What did the investigation find?
The University of Iowa found the fraternity violated its institutional property hazing and fraud policy and that members failed to respond to the investigation. The national fraternity called the University of Iowa’s investigation “unjustified” and said the university instituted a “one-strike” policy specifically for Alpha Delta Phi in 2023.
According to the fraternity’s appeal to the University of Iowa Office of Student Responsibility, the national Alpha Delta Phi office concluded after its own investigation that two fraternity members were “solely responsible.”
The national secretariat admitted that the members organized the hazing and said it proceeded without the consent of “branch leaders.” Their membership was revoked.
“Through their personal induction documents, Alpha Delta Phi states that these two individuals conceived and carried out this event, acting outside of the instructions of chapter leadership and the official plan for the initiation event,” Alpha Delta Phi said in its appeal. “Their actions are unfortunate and detrimental to the chapter.”.”
The names of fraternity members were redacted in several documents obtained and reviewed by Iowa City Reporters.

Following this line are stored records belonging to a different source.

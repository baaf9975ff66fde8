//! Data object tools.

use std::sync::Arc;

use serde_json::{json, Map, Value};

use appmodel_types::{Family, Plane};

use super::{check, fetch_snapshot, object, parse, post_action, text, to_value};
use crate::bridge::{Bridge, BridgeRequest};
use crate::catalog::FamilyCatalog;
use crate::config::TimeoutClass;
use crate::engine::{names_match, EntityLocator, PropertyProjector, UpdateMode, Violation};
use crate::error::ToolError;

/// Collections that belong to other families' tools.
const OWNED_COLLECTIONS: [(&str, &str); 2] = [
    ("report", "report tools"),
    ("objectWorkflow", "workflow, general flow and page init flow tools"),
];

pub struct DataObjectFacade {
    bridge: Arc<dyn Bridge>,
    catalog: Arc<FamilyCatalog>,
}

impl DataObjectFacade {
    pub(crate) fn new(bridge: Arc<dyn Bridge>, catalog: Arc<FamilyCatalog>) -> Self {
        Self { bridge, catalog }
    }

    pub fn catalog(&self) -> &FamilyCatalog {
        &self.catalog
    }

    fn projector(&self) -> PropertyProjector<'_> {
        PropertyProjector::new(&self.catalog.projection)
    }

    /// Summaries of every data object, optionally filtered by name.
    pub async fn list(&self, name: Option<&str>) -> Result<Value, ToolError> {
        let request = BridgeRequest::get(
            Plane::Data,
            format!("/api/{}", Family::DataObject.collection_slug()),
            TimeoutClass::Fetch,
        )
        .with_query(Family::DataObject.name_key(), name);
        let objects: Vec<Value> = parse(self.bridge.exchange(request).await?, "data objects")?;

        let count_of = |object: &Value, field: &str| {
            object
                .get(field)
                .and_then(Value::as_array)
                .map_or(0, Vec::len)
        };
        let summaries: Vec<Value> = objects
            .iter()
            .map(|o| {
                json!({
                    "name": o.get("name"),
                    "parentObjectName": o.get("parentObjectName"),
                    "prop_count": count_of(o, "prop"),
                    "report_count": count_of(o, "report"),
                    "flow_count": count_of(o, "objectWorkflow"),
                })
            })
            .collect();
        Ok(json!({
            "success": true,
            "count": summaries.len(),
            "data_objects": summaries,
        }))
    }

    pub async fn get(&self, name: &str) -> Result<Value, ToolError> {
        let objects = fetch_snapshot(&*self.bridge).await?;
        let locator = EntityLocator::new(&objects);
        let found = locator.find_data_object(name)?;
        let value = to_value(found.entity, "data object")?;
        Ok(json!({
            "success": true,
            "data_object": self.projector().to_public(&value),
        }))
    }

    #[tracing::instrument(skip(self, payload))]
    pub async fn add(&self, payload: &Map<String, Value>) -> Result<Value, ToolError> {
        let record = self.projector().to_canonical(payload);
        reject_owned_collections(&record)?;
        check(&self.catalog.validator, self.projector(), &record, UpdateMode::Full)?;
        let name = text(&record, "name").unwrap_or_default().to_string();

        let objects = fetch_snapshot(&*self.bridge).await?;
        let locator = EntityLocator::new(&objects);
        locator.ensure_unique(Family::DataObject, &name)?;
        if let Some(parent) = text(&record, "parentObjectName") {
            locator.find_data_object(parent)?;
        }

        let sent = Value::Object(record);
        let ack = post_action(
            &*self.bridge,
            "add-data-object",
            object([(Family::DataObject.key(), sent.clone())]),
        )
        .await?;
        let entity = ack.entity(Family::DataObject.key()).cloned().unwrap_or(sent);
        Ok(json!({
            "success": true,
            "data_object": self.projector().to_public(&entity),
        }))
    }

    #[tracing::instrument(skip(self, updates))]
    pub async fn update(&self, name: &str, updates: &Map<String, Value>) -> Result<Value, ToolError> {
        let updates = self.projector().to_canonical(updates);
        reject_owned_collections(&updates)?;
        check(&self.catalog.validator, self.projector(), &updates, UpdateMode::Partial)?;

        let objects = fetch_snapshot(&*self.bridge).await?;
        let locator = EntityLocator::new(&objects);
        let found = locator.find_data_object(name)?;
        if let Some(new_name) = text(&updates, "name") {
            if !names_match(new_name, &found.entity.name) {
                locator.ensure_unique(Family::DataObject, new_name)?;
            }
        }
        if let Some(parent) = text(&updates, "parentObjectName") {
            if names_match(parent, &found.entity.name) {
                return Err(ToolError::ValidationFailed(vec![Violation::new(
                    "parentObjectName",
                    "a data object cannot be its own parent",
                )]));
            }
            locator.find_data_object(parent)?;
        }

        let body = object([
            (Family::DataObject.name_key(), json!(found.entity.name)),
            ("updates", Value::Object(updates)),
        ]);
        let ack = post_action(&*self.bridge, "update-data-object", body).await?;
        let entity = match ack.entity(Family::DataObject.key()) {
            Some(entity) => entity.clone(),
            None => to_value(found.entity, "data object")?,
        };
        Ok(json!({
            "success": true,
            "data_object": self.projector().to_public(&entity),
        }))
    }
}

fn reject_owned_collections(record: &Map<String, Value>) -> Result<(), ToolError> {
    let violations: Vec<Violation> = OWNED_COLLECTIONS
        .iter()
        .filter(|(field, _)| record.contains_key(*field))
        .map(|(field, tools)| Violation::new(*field, format!("must be changed through the {tools}")))
        .collect();
    if violations.is_empty() {
        Ok(())
    } else {
        Err(ToolError::ValidationFailed(violations))
    }
}

#[cfg(test)]
mod tests {
    use super::*;
    use crate::catalog::Catalogs;
    use crate::facade::testing::ScriptedBridge;

    fn facade(answers: Vec<Result<Value, crate::BridgeError>>) -> (DataObjectFacade, Arc<ScriptedBridge>) {
        let bridge = Arc::new(ScriptedBridge::new(answers));
        let catalog = Catalogs::builtin()
            .unwrap()
            .family(Family::DataObject)
            .unwrap();
        (DataObjectFacade::new(bridge.clone(), catalog), bridge)
    }

    fn snapshot() -> Value {
        json!([
            {"name": "Tac", "prop": [{"name": "Id"}]},
            {"name": "Customer", "parentObjectName": "Tac", "report": [{"name": "CustomerList"}]}
        ])
    }

    #[tokio::test]
    async fn test_list_summarises() {
        let (objects, _) = facade(vec![Ok(snapshot())]);
        let result = objects.list(None).await.unwrap();
        assert_eq!(result["count"], json!(2));
        assert_eq!(result["data_objects"][0]["prop_count"], json!(1));
        assert_eq!(result["data_objects"][1]["report_count"], json!(1));
    }

    #[tokio::test]
    async fn test_add_requires_known_parent() {
        let (objects, bridge) = facade(vec![Ok(snapshot())]);
        let err = objects
            .add(
                json!({"name": "Order", "parentObjectName": "Invoice"})
                    .as_object()
                    .unwrap(),
            )
            .await
            .unwrap_err();
        assert_eq!(err.code(), "NOT_FOUND");
        assert_eq!(bridge.requests().len(), 1);
    }

    #[tokio::test]
    async fn test_add_maps_property_aliases() {
        let ack = json!({"success": true});
        let (objects, bridge) = facade(vec![Ok(snapshot()), Ok(ack)]);
        let result = objects
            .add(
                json!({
                    "name": "Order",
                    "parentObjectName": "customer",
                    "prop": [{"name": "Total", "dataType": "money"}]
                })
                .as_object()
                .unwrap(),
            )
            .await
            .unwrap();
        let body = bridge.requests()[1].body.clone().unwrap();
        assert_eq!(
            body["data_object"]["prop"][0]["sqlServerDBDataType"],
            json!("money")
        );
        assert_eq!(result["data_object"]["prop"][0]["dataType"], json!("money"));
    }

    #[tokio::test]
    async fn test_update_cannot_touch_reports() {
        let (objects, bridge) = facade(vec![]);
        let err = objects
            .update("Customer", json!({"report": []}).as_object().unwrap())
            .await
            .unwrap_err();
        assert_eq!(err.code(), "VALIDATION_FAILED");
        assert!(bridge.requests().is_empty());
    }

    #[tokio::test]
    async fn test_update_rename_collides_case_insensitively() {
        let (objects, _) = facade(vec![Ok(snapshot())]);
        let err = objects
            .update("Customer", json!({"name": "TAC"}).as_object().unwrap())
            .await
            .unwrap_err();
        assert!(matches!(err, ToolError::DuplicateName(_)));
    }
}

Alpha Delta Phi fraternity is active on Instagram, but university says group is still inactive
Iowa Alpha Delta Phi’s Instagram page appears to be continuing some fraternity activities. In a video posted in August 2025, two members give viewers a tour of the house, which is captured on body camera footage. The area seen in the clip, packed with shirtless young men, has been identified as a “storage room.”
The most recent Instagram post, shared on Feb. 18, includes six different group photos of fraternity members with the caption, “Brotherhood stays strong.”
The University of Iowa has posted the fraternity’s current suspension period online, with the earliest return date listed as July 1, 2029.
A University of Iowa spokesperson said Wednesday, Feb. 18, that the fraternity is currently “suspended and unrecognized” and the university is “not providing any support to the (Alpha Delta Phi) organization.”